Für den 300 SEL 6.3 als Top-Modell der Baureihe W109 quetschte Mercedes im Jahr 1967 das riesige V8-Herz des 600 SEL Pullman samt dessen Automatik in ein Modell mit kürzerem Radstand. Mit 250 PS beschleunigte die 220 km/h schnelle Superlimousine laut einem Test von auto motor und sport in 6,5 Sekunden von 0 auf 100 km/h – Werte, die selbst einem Ferrari der damaligen Zeit das Fürchten lehrten. Auch wenn der 6.3 nicht für Motorsporteinsätze vorgesehen war, unterlag das ebenfalls 1967 gegründeten Ingenieurbüro AMG der Versuchung, das Dickschiff – natürlich mit einigen Updates – in der Tourenwagen-EM an den Start zu bringen. 

Trotz bekannter Nachteile (hoher Reifen- und Bremsenverschleiß, großer Benzindurst) peilten die Tuner aus Affalterbach einen Einsatz bei den 24 Stunden von Spa 1971 an. Als Basis diente ihnen die Rohkarosse eines verunfallten W109, in den dann ein auf 6,8 Liter aufgebohrter V8 mit über 400 PS und ein ZF-Fünfganggetriebe wanderten. Mit diesem Paket würde das Dickschiff auf der superschnellen Strecke in den Ardennen eine gute Figur machen, so die Erwartung. Parallel dazu wurde das Gewicht um 195 auf 1635 Kilo gesenkt, während ein Rennfahrwerk und ausgestellte Radkästen für breitere Reifen die bald nur „Rote Sau“ genannte Limousine verlässlich auf den Asphalt drücken sollten. Alle Kritiker verstummten, als der große rote Bolide von Mercedes mit der Paarung Heyer/Schickentanz hinter einem Werks-Capri Platz zwei in der Gesamtwertung der 24 Stunden erreichte und damit einen Platz in den Geschichtsbüchern eroberte.

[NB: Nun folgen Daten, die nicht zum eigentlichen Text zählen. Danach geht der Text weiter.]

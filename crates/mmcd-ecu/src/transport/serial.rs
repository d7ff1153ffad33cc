//! Serial port transport

use std::time::Duration;

use async_trait::async_trait;
use tokio::io::{AsyncReadExt, AsyncWriteExt};
use tokio_serial::{
    ClearBuffer, DataBits, FlowControl, Parity, SerialPort, SerialStream, StopBits,
};
use tracing::{debug, info, warn};

use super::{Transport, TransportError};
use crate::config::{ConnectionConfig, DEFAULT_BAUD_RATE};

/// Transport over a real serial device, 8N1 without flow control
pub struct SerialTransport {
    port_name: String,
    read_timeout: Duration,
    stream: Option<SerialStream>,
}

impl SerialTransport {
    /// Open and configure the port
    ///
    /// Must be called from within a tokio runtime.
    pub fn open(config: &ConnectionConfig) -> Result<Self, TransportError> {
        if config.port.is_empty() {
            return Err(TransportError::InvalidConfig(
                "no serial port specified".to_string(),
            ));
        }
        if config.baud_rate != DEFAULT_BAUD_RATE {
            warn!(
                port = %config.port,
                baud_rate = config.baud_rate,
                expected = DEFAULT_BAUD_RATE,
                "Non-standard baud rate for the ECU diagnostic line"
            );
        }

        let builder = tokio_serial::new(&config.port, config.baud_rate)
            .data_bits(DataBits::Eight)
            .stop_bits(StopBits::One)
            .parity(Parity::None)
            .flow_control(FlowControl::None)
            .timeout(config.read_timeout());

        let stream = SerialStream::open(&builder).map_err(|e| {
            TransportError::ConnectionFailed(format!(
                "failed to open serial port {}: {}",
                config.port, e
            ))
        })?;

        info!(port = %config.port, baud_rate = config.baud_rate, "Serial port opened");

        Ok(Self {
            port_name: config.port.clone(),
            read_timeout: config.read_timeout(),
            stream: Some(stream),
        })
    }

    fn stream(&mut self) -> Result<&mut SerialStream, TransportError> {
        self.stream.as_mut().ok_or(TransportError::NotOpen)
    }
}

#[async_trait]
impl Transport for SerialTransport {
    async fn send(&mut self, data: &[u8]) -> Result<(), TransportError> {
        let stream = self.stream()?;
        stream
            .write_all(data)
            .await
            .map_err(|e| TransportError::SendFailed(e.to_string()))
    }

    async fn receive(&mut self, buf: &mut [u8]) -> Result<usize, TransportError> {
        let read_timeout = self.read_timeout;
        let stream = self.stream()?;
        match tokio::time::timeout(read_timeout, stream.read(buf)).await {
            Ok(Ok(n)) => Ok(n),
            Ok(Err(e)) if e.kind() == std::io::ErrorKind::TimedOut => Ok(0),
            Ok(Err(e)) => Err(TransportError::ReceiveFailed(e.to_string())),
            Err(_) => Ok(0),
        }
    }

    async fn flush(&mut self) -> Result<(), TransportError> {
        let port_name = self.port_name.clone();
        let stream = self.stream()?;
        stream
            .clear(ClearBuffer::Input)
            .map_err(|e| TransportError::FlushFailed(e.to_string()))?;
        debug!(port = %port_name, "Input buffer flushed");
        Ok(())
    }

    async fn close(&mut self) -> Result<(), TransportError> {
        if self.stream.take().is_some() {
            info!(port = %self.port_name, "Serial port closed");
        }
        Ok(())
    }

    fn is_open(&self) -> bool {
        self.stream.is_some()
    }

    fn port_name(&self) -> &str {
        &self.port_name
    }
}

/// Names of the serial devices present on this machine
pub fn available_ports() -> Result<Vec<String>, TransportError> {
    let ports = tokio_serial::available_ports()
        .map_err(|e| TransportError::ConnectionFailed(format!("failed to list ports: {e}")))?;
    Ok(ports.into_iter().map(|p| p.port_name).collect())
}
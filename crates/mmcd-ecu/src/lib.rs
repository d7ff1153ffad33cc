//! mmcd-ecu - ECU communication for the MMCD datalogger
//!
//! # Architecture
//!
//! ```text
//! ┌─────────────────────────────────────────────────────────────┐
//! │                        Session                              │
//! │                                                             │
//! │  ┌──────────────────────┐     ┌──────────────────────────┐  │
//! │  │   SamplingEngine     │────▶│  dyn SamplePoller        │  │
//! │  │ (timer, watchdog,    │     │  Ecu  |  Simulator       │  │
//! │  │  subscribers)        │     └────────────┬─────────────┘  │
//! │  └──────────────────────┘                  │                │
//! │                                   ┌────────┴────────┐       │
//! │                                   │ Ecu (bus lock)  │       │
//! │                                   └────────┬────────┘       │
//! │                                   ┌────────┴────────┐       │
//! │                                   │ dyn Transport   │       │
//! │                                   │ (serial / mock) │       │
//! │                                   └─────────────────┘       │
//! └─────────────────────────────────────────────────────────────┘
//! ```

pub mod config;
pub mod protocol;
pub mod sampling;
pub mod session;
pub mod simulator;
pub mod transport;

pub use config::{ConnectionConfig, EcuConfig, SamplingConfig};
pub use protocol::{Actuator, ActuatorOutcome, Ecu, ProtocolError};
pub use sampling::{EngineStats, EngineStatus, SamplingEngine};
pub use session::{Session, SessionError};
pub use simulator::Simulator;
pub use transport::{MockTransport, SerialTransport, Transport, TransportError};

// Re-export for convenience
pub use mmcd_core::{
    DtcReport, Sample, SamplePoller, SensorTable, SourceError, SourceResult, UnitSystem,
};
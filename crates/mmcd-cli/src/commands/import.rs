//! Import command - convert a legacy PalmOS log

use anyhow::{Context, Result};
use mmcd_core::{SensorTable, UnitSystem};
use mmcd_log::{import_legacy, ImportPolicy};
use std::path::Path;

use crate::output::OutputContext;

/// Convert a legacy `.pdb` log into a native log
pub fn import(
    input: &Path,
    output: &Path,
    table: &SensorTable,
    units: UnitSystem,
    ctx: &OutputContext,
) -> Result<()> {
    ctx.info(&format!("Importing {}...", input.display()));
    let summary = import_legacy(input, output, &ImportPolicy::default(), table, units)
        .with_context(|| format!("Failed to import {}", input.display()))?;

    let slugs: Vec<&str> = summary
        .indices
        .iter()
        .filter_map(|&idx| table.get(idx).map(|def| def.slug))
        .collect();

    ctx.print_kv(
        &[
            ("Name", summary.name.clone()),
            ("Samples", summary.samples.to_string()),
            ("Sensors", slugs.join(" ")),
            ("Output", output.display().to_string()),
        ],
        &summary,
    );
    Ok(())
}
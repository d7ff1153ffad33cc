//! ECU connection and sampling configuration
//!
//! Loaded from TOML:
//!
//! ```toml
//! units = "metric"
//!
//! [connection]
//! port = "/dev/ttyUSB0"
//! baud_rate = 1953
//!
//! [sampling]
//! interval_ms = 1
//! ```

use std::path::Path;
use std::time::Duration;

use serde::{Deserialize, Serialize};
use thiserror::Error;

use mmcd_core::UnitSystem;

/// Baud rate the ECU diagnostic line runs at
pub const DEFAULT_BAUD_RATE: u32 = 1953;

/// Errors loading a configuration file
#[derive(Debug, Error)]
pub enum ConfigError {
    #[error("Failed to read config file: {0}")]
    Io(#[from] std::io::Error),

    #[error("Failed to parse config: {0}")]
    Parse(#[from] toml::de::Error),
}

/// Complete ECU configuration
#[derive(Debug, Clone, Default, Serialize, Deserialize)]
pub struct EcuConfig {
    #[serde(default)]
    pub connection: ConnectionConfig,

    #[serde(default)]
    pub sampling: SamplingConfig,

    /// Unit system for display and for the native log header
    #[serde(default)]
    pub units: UnitSystem,
}

impl EcuConfig {
    pub fn load(path: impl AsRef<Path>) -> Result<Self, ConfigError> {
        let content = std::fs::read_to_string(path)?;
        Self::from_toml_str(&content)
    }

    pub fn from_toml_str(content: &str) -> Result<Self, ConfigError> {
        Ok(toml::from_str(content)?)
    }
}

/// Serial line settings
#[derive(Debug, Clone, Serialize, Deserialize)]
pub struct ConnectionConfig {
    /// Serial device path (e.g. "/dev/ttyUSB0", "COM3")
    #[serde(default)]
    pub port: String,

    #[serde(default = "default_baud_rate")]
    pub baud_rate: u32,

    /// Per-read deadline
    #[serde(default = "default_read_timeout_ms")]
    pub read_timeout_ms: u64,

    /// Query engine speed once after opening the port
    #[serde(default = "default_true")]
    pub probe_on_connect: bool,
}

fn default_baud_rate() -> u32 {
    DEFAULT_BAUD_RATE
}

fn default_read_timeout_ms() -> u64 {
    500
}

fn default_true() -> bool {
    true
}

impl Default for ConnectionConfig {
    fn default() -> Self {
        Self {
            port: String::new(),
            baud_rate: default_baud_rate(),
            read_timeout_ms: default_read_timeout_ms(),
            probe_on_connect: true,
        }
    }
}

impl ConnectionConfig {
    pub fn new(port: impl Into<String>) -> Self {
        Self {
            port: port.into(),
            ..Default::default()
        }
    }

    pub fn read_timeout(&self) -> Duration {
        Duration::from_millis(self.read_timeout_ms)
    }
}

/// Sampling loop settings
#[derive(Debug, Clone, Serialize, Deserialize)]
pub struct SamplingConfig {
    /// Tick interval between poll cycles
    #[serde(default = "default_interval_ms")]
    pub interval_ms: u64,

    /// Sleep when no sensors are selected
    #[serde(default = "default_idle_backoff_ms")]
    pub idle_backoff_ms: u64,

    /// Consecutive failed cycles before the loop reports a disconnect
    #[serde(default = "default_watchdog_threshold")]
    pub watchdog_threshold: u32,
}

fn default_interval_ms() -> u64 {
    1
}

fn default_idle_backoff_ms() -> u64 {
    100
}

fn default_watchdog_threshold() -> u32 {
    20
}

impl Default for SamplingConfig {
    fn default() -> Self {
        Self::live()
    }
}

impl SamplingConfig {
    /// Preset for a real ECU: tick as fast as the bus allows
    pub fn live() -> Self {
        Self {
            interval_ms: default_interval_ms(),
            idle_backoff_ms: default_idle_backoff_ms(),
            watchdog_threshold: default_watchdog_threshold(),
        }
    }

    /// Preset for the synthetic source (~20 Hz)
    pub fn synthetic() -> Self {
        Self {
            interval_ms: 50,
            ..Self::live()
        }
    }

    pub fn interval(&self) -> Duration {
        // a zero period would make the ticker panic
        Duration::from_millis(self.interval_ms.max(1))
    }

    pub fn idle_backoff(&self) -> Duration {
        Duration::from_millis(self.idle_backoff_ms)
    }
}

#[cfg(test)]
mod tests {
    use super::*;
    use std::io::Write;

    #[test]
    fn test_defaults() {
        let config = EcuConfig::default();
        assert_eq!(config.connection.baud_rate, 1953);
        assert_eq!(config.connection.read_timeout(), Duration::from_millis(500));
        assert!(config.connection.probe_on_connect);
        assert_eq!(config.sampling.interval_ms, 1);
        assert_eq!(config.sampling.idle_backoff_ms, 100);
        assert_eq!(config.sampling.watchdog_threshold, 20);
        assert_eq!(config.units, UnitSystem::Metric);
    }

    #[test]
    fn test_synthetic_preset() {
        let sampling = SamplingConfig::synthetic();
        assert_eq!(sampling.interval(), Duration::from_millis(50));
        assert_eq!(sampling.watchdog_threshold, 20);
    }

    #[test]
    fn test_zero_interval_clamped() {
        let sampling = SamplingConfig {
            interval_ms: 0,
            ..SamplingConfig::live()
        };
        assert_eq!(sampling.interval(), Duration::from_millis(1));
    }

    #[test]
    fn test_parse_partial_toml() {
        let config = EcuConfig::from_toml_str(
            r#"
            units = "english"

            [connection]
            port = "/dev/ttyUSB1"
            "#,
        )
        .unwrap();
        assert_eq!(config.connection.port, "/dev/ttyUSB1");
        assert_eq!(config.connection.baud_rate, DEFAULT_BAUD_RATE);
        assert_eq!(config.units, UnitSystem::English);
        assert_eq!(config.sampling.watchdog_threshold, 20);
    }

    #[test]
    fn test_load_from_file() {
        let mut file = tempfile::NamedTempFile::new().unwrap();
        writeln!(file, "[sampling]\ninterval_ms = 25\nwatchdog_threshold = 5").unwrap();

        let config = EcuConfig::load(file.path()).unwrap();
        assert_eq!(config.sampling.interval_ms, 25);
        assert_eq!(config.sampling.watchdog_threshold, 5);
    }

    #[test]
    fn test_invalid_toml() {
        let err = EcuConfig::from_toml_str("[connection\nport = 1").unwrap_err();
        assert!(matches!(err, ConfigError::Parse(_)));
    }
}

Dieser wunderschöne und jüngste (es ist nicht der Erste) Nachbau, der am 3. Juni bei der Auktion der Oldtimer Galerie Toffen in der Swiss Classic World Luzern unter den Hammer kommt, wurde über mehrere Jahre hinweg in mühevoller Kleinarbeit in Deutschland aufgebaut. Mit  – was Kunden erfreuen dürfte – sowohl einem 6,8-Liter-V8 als auch einem Handschaltgetriebe. Seit seiner Fertigstellung hat er nur 550 Kilometer zurückgelegt, was bedeutet, dass der 300 SEL mehr als bereit ist, mit seinem nächsten Besitzer auf die Strecke zu gehen. Da es sich um einen waschechten Rennwagen handelt, hat er keine Straßenzulassung. Wenn Sie eine digitale Entgiftung brauchen, ist diese Rote-Sau-Replik eine erfrischende Erinnerung an das jahrzehntelang gültige Motto der Motorenkonstrukteure: „Was ist besser als Hubraum? Noch mehr Hubraum!“ Das Originalfahrzeug ist übrigens verschollen, nachdem es – um einen Meter verlängert – vom französischen Rüstungskonzern Matra für Simulationen von Düsenjägerstarts eingesetzt worden war.